[Opening Dataset records section]

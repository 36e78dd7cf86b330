use std::{fs::File, io::BufReader, path::Path};

use anyhow::{Context, bail};
use hifz_review::{
    InMemoryRevisionStore, IntervalEntry, ReviewConfig, ReviewService, RevisionEntry,
    tracing::init_tracing,
};
use hifz_srs::PageId;
use uuid::Uuid;

const USAGE: &str = "usage:
  hifz due <student-id>
  hifz page <student-id> <page>
  hifz propose <student-id> <page> <word-mistakes> <line-mistakes>
  hifz submit <student-id> <page> <word-mistakes> <line-mistakes> <interval>";

#[tokio::main]
async fn main() -> anyhow::Result<()> {
    // Load configuration from environment variables
    dotenvy::dotenv().ok();
    let config = ReviewConfig::from_env()?;
    init_tracing(&config.env);

    let args: Vec<String> = std::env::args().skip(1).collect();
    let Some((command, rest)) = args.split_first() else {
        bail!(USAGE);
    };

    let history_path = config
        .history_path
        .as_deref()
        .context("HIFZ_HISTORY_PATH is not set")?;
    let service = ReviewService::new(load_history(history_path)?);
    let today = config.today();

    match (command.as_str(), rest) {
        ("due", [student]) => {
            let due = service.due_pages(parse_student(student)?, today).await?;
            print_json(&due)?;
        }
        ("page", [student, page]) => {
            let summary = service
                .page_entry(parse_student(student)?, parse_page(page)?, today)
                .await?;
            print_json(&summary)?;
        }
        ("propose", [student, page, word, line]) => {
            let entry = RevisionEntry::from_form(word, line)?;
            let plan = service
                .propose_revision(parse_student(student)?, parse_page(page)?, entry, today)
                .await?;
            print_json(&plan)?;
        }
        ("submit", [student, page, word, line, interval]) => {
            let entry = RevisionEntry::from_form(word, line)?;
            let interval = IntervalEntry::from_form(interval)?;
            let row = service
                .submit_revision(
                    parse_student(student)?,
                    parse_page(page)?,
                    entry,
                    interval,
                    today,
                )
                .await?;

            service
                .store()
                .save_json_file(history_path)
                .await
                .with_context(|| format!("failed to write {}", history_path.display()))?;
            print_json(&row)?;
        }
        _ => bail!(USAGE),
    }

    Ok(())
}

fn load_history(path: &Path) -> anyhow::Result<InMemoryRevisionStore> {
    let file =
        File::open(path).with_context(|| format!("failed to open {}", path.display()))?;
    let store = InMemoryRevisionStore::from_json_reader(BufReader::new(file))?;
    tracing::info!(path = %path.display(), "Revision history loaded");
    Ok(store)
}

fn parse_student(raw: &str) -> anyhow::Result<Uuid> {
    raw.parse()
        .with_context(|| format!("invalid student id '{raw}'"))
}

fn parse_page(raw: &str) -> anyhow::Result<PageId> {
    raw.parse().with_context(|| format!("invalid page '{raw}'"))
}

fn print_json<T: serde::Serialize>(value: &T) -> anyhow::Result<()> {
    println!("{}", serde_json::to_string_pretty(value)?);
    Ok(())
}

[Closing Dataset records section]

== Assignment ==
Among the entries above, which lines include "word"? List them all.

== Final answer ==
  hifz propose <student-id> <page> <word-mistakes> <line-mistakes>
  hifz submit <student-id> <page> <word-mistakes> <line-mistakes> <interval>";
        ("propose", [student, page, word, line]) => {
            let entry = RevisionEntry::from_form(word, line)?;
        ("submit", [student, page, word, line, interval]) => {
            let entry = RevisionEntry::from_form(word, line)?;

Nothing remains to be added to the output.